It’s important to not conflate Java’s interface keyword with the more general notion of “interface” as in “API”. In Java, you generally don’t and can’t have a source-level representation of the API without it being interspersed with its implementation.
(You could imagine such a representation, i.e. remove all method bodies and (package-)private elements, but the result wouldn’t be valid Java. IDEs arguably could and should provide such a source-level view, e.g. via code folding, but I don’t know any that do.)
Even as a java programmer, I think this is a bad take. Java doesn't force separation of implementation and interface, and java interfaces also have a lot of weird stuff going on with them.
Java also has too many tools for this. You both have class/interface, but also public/private. I honestly think C does it better than Java.
> java interfaces also have a lot of weird stuff going on with them.
really? I know java pretty well, and there aint nothing weird there.
C uses conventions to produce an "interface" (ala a header file with declarations). Java uses compilers to produce an interface, which i do really like. You can ship that interface without an implementation, and only at runtime load an implementation for example.

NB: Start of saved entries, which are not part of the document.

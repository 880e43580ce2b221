//! Serializable reports describing resolved types.
//!
//! [`introspect`] turns any resolvable specification into a [`TypeInfo`]
//! that can be logged, diffed or serialized. Reports are snapshots: they
//! describe the layout at the time of the call and hold no reference to the
//! live description.

use serde::Serialize;

use crate::error::TypeDescriptionError;
use crate::types::{resolve, TypeKind, TypeSpec};

/// Layout report for a single type.
#[derive(Debug, Clone, PartialEq, Serialize)]
pub struct TypeInfo {
    pub name: String,
    /// Kind label such as `"Int32"`, `"Record"` or `"Union"`.
    pub primitive: String,
    pub size: usize,
    pub alignment: usize,
    #[serde(skip_serializing_if = "Option::is_none")]
    pub members: Option<Vec<MemberInfo>>,
    #[serde(skip_serializing_if = "Option::is_none")]
    pub length: Option<usize>,
    #[serde(skip_serializing_if = "Option::is_none")]
    pub hint: Option<String>,
    /// Pointed-to or element type, or the callback signature.
    #[serde(rename = "ref", skip_serializing_if = "Option::is_none")]
    pub target: Option<String>,
}

/// One member row of a struct or union report.
#[derive(Debug, Clone, PartialEq, Serialize)]
pub struct MemberInfo {
    pub name: String,
    #[serde(rename = "type")]
    pub type_name: String,
    pub offset: usize,
}

fn kind_label(kind: &TypeKind) -> &'static str {
    match kind {
        TypeKind::Void => "Void",
        TypeKind::Bool => "Bool",
        TypeKind::Char => "Char",
        TypeKind::Char16 => "Char16",
        TypeKind::Int8 => "Int8",
        TypeKind::UInt8 => "UInt8",
        TypeKind::Int16 => "Int16",
        TypeKind::UInt16 => "UInt16",
        TypeKind::Int32 => "Int32",
        TypeKind::UInt32 => "UInt32",
        TypeKind::Int64 => "Int64",
        TypeKind::UInt64 => "UInt64",
        TypeKind::Int16Swapped => "Int16Swapped",
        TypeKind::UInt16Swapped => "UInt16Swapped",
        TypeKind::Int32Swapped => "Int32Swapped",
        TypeKind::UInt32Swapped => "UInt32Swapped",
        TypeKind::Int64Swapped => "Int64Swapped",
        TypeKind::UInt64Swapped => "UInt64Swapped",
        TypeKind::Float32 => "Float32",
        TypeKind::Float64 => "Float64",
        TypeKind::CString => "String",
        TypeKind::CString16 => "String16",
        TypeKind::Pointer { .. } => "Pointer",
        TypeKind::Array { .. } => "Array",
        TypeKind::Record { union: false, .. } => "Record",
        TypeKind::Record { union: true, .. } => "Union",
        TypeKind::Opaque => "Opaque",
        TypeKind::Prototype(_) => "Callback",
        TypeKind::Disposable { target, .. } => kind_label(target.kind()),
    }
}

/// Build a layout report for a type.
///
/// # Examples
///
/// ```
/// # use ferrule_bridge::types::introspect;
/// let info = introspect("int16").unwrap();
/// assert_eq!(info.primitive, "Int16");
/// assert_eq!(info.size, 2);
/// ```
pub fn introspect(spec: impl Into<TypeSpec>) -> Result<TypeInfo, TypeDescriptionError> {
    let desc = resolve(spec)?;

    let mut info = TypeInfo {
        name: desc.name().to_string(),
        primitive: kind_label(desc.kind()).to_string(),
        size: desc.size(),
        alignment: desc.align(),
        members: None,
        length: None,
        hint: None,
        target: None,
    };

    match desc.kind() {
        TypeKind::Record { members, .. } => {
            info.members = Some(
                members
                    .iter()
                    .map(|m| MemberInfo {
                        name: m.name.clone(),
                        type_name: m.ty.name().to_string(),
                        offset: m.offset,
                    })
                    .collect(),
            );
        }
        TypeKind::Array { element, len, hint } => {
            info.length = Some(*len);
            info.hint = Some(format!("{hint:?}"));
            info.target = Some(element.name().to_string());
        }
        TypeKind::Pointer { target } => {
            info.target = Some(target.name().to_string());
        }
        TypeKind::Prototype(proto) => {
            info.target = Some(proto.signature());
        }
        TypeKind::Disposable { target, .. } => {
            info.target = Some(target.name().to_string());
        }
        _ => {}
    }

    Ok(info)
}
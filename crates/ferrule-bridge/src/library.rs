//! Loading shared libraries and binding their functions.
//!
//! [`load`] opens a shared library by path and [`load_self`] binds the
//! running process image, which on most platforms also reaches the
//! symbols of every library the process has already linked. Both return
//! a [`NativeLibrary`] that hands out [`FunctionBinding`]s. The OS
//! handle stays mapped for as long as the library or any binding built
//! from it is alive.
//!
//! The first successful load commits the active [`crate::config`]
//! settings; scratch sizes cannot change once native code is reachable.

use std::fmt;
use std::path::{Path, PathBuf};
use std::sync::Arc;

use libloading::Library;

use crate::call::{self, CallConvention, FunctionBinding};
use crate::config;
use crate::error::{BridgeError, SymbolResolutionError, TypeDescriptionError};
use crate::types::parser::parse_signature;
use crate::types::{self, Direction, ParamDesc, TypeSpec};

/// Shared library file extension of the current platform, with the dot.
#[cfg(target_os = "windows")]
pub const LIBRARY_EXTENSION: &str = ".dll";
/// Shared library file extension of the current platform, with the dot.
#[cfg(target_os = "macos")]
pub const LIBRARY_EXTENSION: &str = ".dylib";
/// Shared library file extension of the current platform, with the dot.
#[cfg(not(any(target_os = "windows", target_os = "macos")))]
pub const LIBRARY_EXTENSION: &str = ".so";

pub(crate) struct LibraryInner {
    library: Library,
    path: Option<PathBuf>,
}

impl LibraryInner {
    /// Resolve `name` to a raw function address.
    fn symbol(&self, name: &str) -> Result<usize, BridgeError> {
        let address = unsafe {
            self.library
                .get::<unsafe extern "C" fn()>(name.as_bytes())
                .map_err(|_| SymbolResolutionError::MissingSymbol(name.to_string()))?
        };
        Ok(*address as usize)
    }
}

/// A loaded shared library, cheap to clone.
#[derive(Clone)]
pub struct NativeLibrary {
    inner: Arc<LibraryInner>,
}

/// Open the shared library at `path`.
pub fn load(path: impl AsRef<Path>) -> Result<NativeLibrary, BridgeError> {
    let path = path.as_ref();
    config::commit();
    let library =
        unsafe { Library::new(path) }.map_err(|e| SymbolResolutionError::LibraryLoad {
            path: path.display().to_string(),
            detail: e.to_string(),
        })?;
    Ok(NativeLibrary {
        inner: Arc::new(LibraryInner {
            library,
            path: Some(path.to_path_buf()),
        }),
    })
}

/// Bind the running process image instead of a file on disk.
pub fn load_self() -> Result<NativeLibrary, BridgeError> {
    config::commit();
    Ok(NativeLibrary {
        inner: Arc::new(LibraryInner {
            library: self_library()?,
            path: None,
        }),
    })
}

#[cfg(unix)]
fn self_library() -> Result<Library, BridgeError> {
    Ok(libloading::os::unix::Library::this().into())
}

#[cfg(windows)]
fn self_library() -> Result<Library, BridgeError> {
    let library = libloading::os::windows::Library::this().map_err(|e| {
        SymbolResolutionError::LibraryLoad {
            path: "<process>".to_string(),
            detail: e.to_string(),
        }
    })?;
    Ok(library.into())
}

impl NativeLibrary {
    /// Path the library was loaded from. `None` for [`load_self`].
    pub fn path(&self) -> Option<&Path> {
        self.inner.path.as_deref()
    }

    /// Bind a function from a C-style declaration such as
    /// `"int atoi(const char *str)"`. A convention keyword inside the
    /// declaration (`__stdcall` and friends) takes effect here.
    pub fn func(&self, decl: &str) -> Result<FunctionBinding, BridgeError> {
        self.func_in(decl, None)
    }

    /// Bind with [`CallConvention::Cdecl`] unless the declaration says
    /// otherwise.
    pub fn cdecl(&self, decl: &str) -> Result<FunctionBinding, BridgeError> {
        self.func_in(decl, Some(CallConvention::Cdecl))
    }

    /// Bind with [`CallConvention::Stdcall`] unless the declaration says
    /// otherwise.
    pub fn stdcall(&self, decl: &str) -> Result<FunctionBinding, BridgeError> {
        self.func_in(decl, Some(CallConvention::Stdcall))
    }

    /// Bind with [`CallConvention::Fastcall`] unless the declaration says
    /// otherwise.
    pub fn fastcall(&self, decl: &str) -> Result<FunctionBinding, BridgeError> {
        self.func_in(decl, Some(CallConvention::Fastcall))
    }

    /// Bind with [`CallConvention::Thiscall`] unless the declaration says
    /// otherwise.
    pub fn thiscall(&self, decl: &str) -> Result<FunctionBinding, BridgeError> {
        self.func_in(decl, Some(CallConvention::Thiscall))
    }

    fn func_in(
        &self,
        decl: &str,
        default: Option<CallConvention>,
    ) -> Result<FunctionBinding, BridgeError> {
        let parsed = parse_signature(decl)?;
        let convention = parsed.convention.or(default).unwrap_or_default();
        let addr = self.inner.symbol(&parsed.name)?;
        call::bind(
            parsed.name,
            convention,
            parsed.ret,
            parsed.params,
            parsed.variadic,
            addr,
            Some(self.inner.clone()),
        )
    }

    /// Bind a function from its name and separate type specs. A trailing
    /// `"..."` parameter marks the function variadic.
    pub fn func_with(
        &self,
        name: &str,
        ret: impl Into<TypeSpec>,
        params: &[TypeSpec],
    ) -> Result<FunctionBinding, BridgeError> {
        let (ret, param_descs, variadic) = resolve_explicit(ret.into(), params)?;
        let addr = self.inner.symbol(name)?;
        call::bind(
            name.to_string(),
            CallConvention::Cdecl,
            ret,
            param_descs,
            variadic,
            addr,
            Some(self.inner.clone()),
        )
    }

    /// Drop this handle. The library is unmapped once the last clone and
    /// the last binding built from it are gone.
    pub fn close(self) {}
}

impl fmt::Debug for NativeLibrary {
    fn fmt(&self, f: &mut fmt::Formatter<'_>) -> fmt::Result {
        match &self.inner.path {
            Some(path) => write!(f, "NativeLibrary({})", path.display()),
            None => f.write_str("NativeLibrary(<process>)"),
        }
    }
}

/// Bind a raw function pointer, such as one decoded from a native
/// vtable or returned by another call.
///
/// # Safety
///
/// `addr` must be the address of a live native function whose real
/// signature matches `decl`, and it must remain callable for the
/// binding's lifetime.
pub unsafe fn bind_pointer(addr: usize, decl: &str) -> Result<FunctionBinding, BridgeError> {
    let parsed = parse_signature(decl)?;
    let convention = parsed.convention.unwrap_or_default();
    call::bind(
        parsed.name,
        convention,
        parsed.ret,
        parsed.params,
        parsed.variadic,
        addr,
        None,
    )
}

/// Explicit-types variant of [`bind_pointer`].
///
/// # Safety
///
/// Same contract as [`bind_pointer`].
pub unsafe fn bind_pointer_with(
    addr: usize,
    name: &str,
    ret: impl Into<TypeSpec>,
    params: &[TypeSpec],
) -> Result<FunctionBinding, BridgeError> {
    let (ret, param_descs, variadic) = resolve_explicit(ret.into(), params)?;
    call::bind(
        name.to_string(),
        CallConvention::Cdecl,
        ret,
        param_descs,
        variadic,
        addr,
        None,
    )
}

fn resolve_explicit(
    ret: TypeSpec,
    params: &[TypeSpec],
) -> Result<(Arc<crate::types::TypeDesc>, Vec<ParamDesc>, bool), BridgeError> {
    if matches!(&ret, TypeSpec::Directed(..)) {
        let (desc, _) = types::resolve_param(ret)?;
        return Err(TypeDescriptionError::InvalidReturnType(desc.name().to_string()).into());
    }
    let ret = types::resolve(ret)?;

    let mut specs = params.to_vec();
    let variadic = matches!(specs.last(), Some(TypeSpec::Name(n)) if n.trim() == "...");
    if variadic {
        specs.pop();
    }

    let mut descs = Vec::with_capacity(specs.len());
    for spec in specs {
        let (ty, direction) = types::resolve_param(spec)?;
        if direction == Direction::In {
            ty.check_parameter()?;
        }
        descs.push(ParamDesc {
            name: String::new(),
            ty,
            direction,
        });
    }
    Ok((ret, descs, variadic))
}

> You both have class/interface, but also public/private.
And these are all othorgonal concerns. A private interface is for the internal organization of code, as opposed to a public one (for external consumption). That's why you might have a private interface.
> C uses conventions to produce an "interface" (ala a header file with declarations). Java uses compilers to produce an interface, which i do really like. You can ship that interface without an implementation, and only at runtime load an implementation for example.
You can do this in C as well, since it has separate code declarations and definitions. You conventionally put the declarations in the header and definitions in the source file. A C program can link against declarations alone, and the implementations can be loaded later using dynamic linking.
> And these are all othorgonal concerns. A private interface is for the internal organization of code, as opposed to a public one (for external consumption). That's why you might have a private interface.
But these are profoundly overlapping concerns. Interfaces also hide the internal organization of the code, and on top of this, you also have project jigzaw's modules (that absolutely nobody uses), but which also caters toward separating private implementations from public interfaces.
would you make the same argument for java then?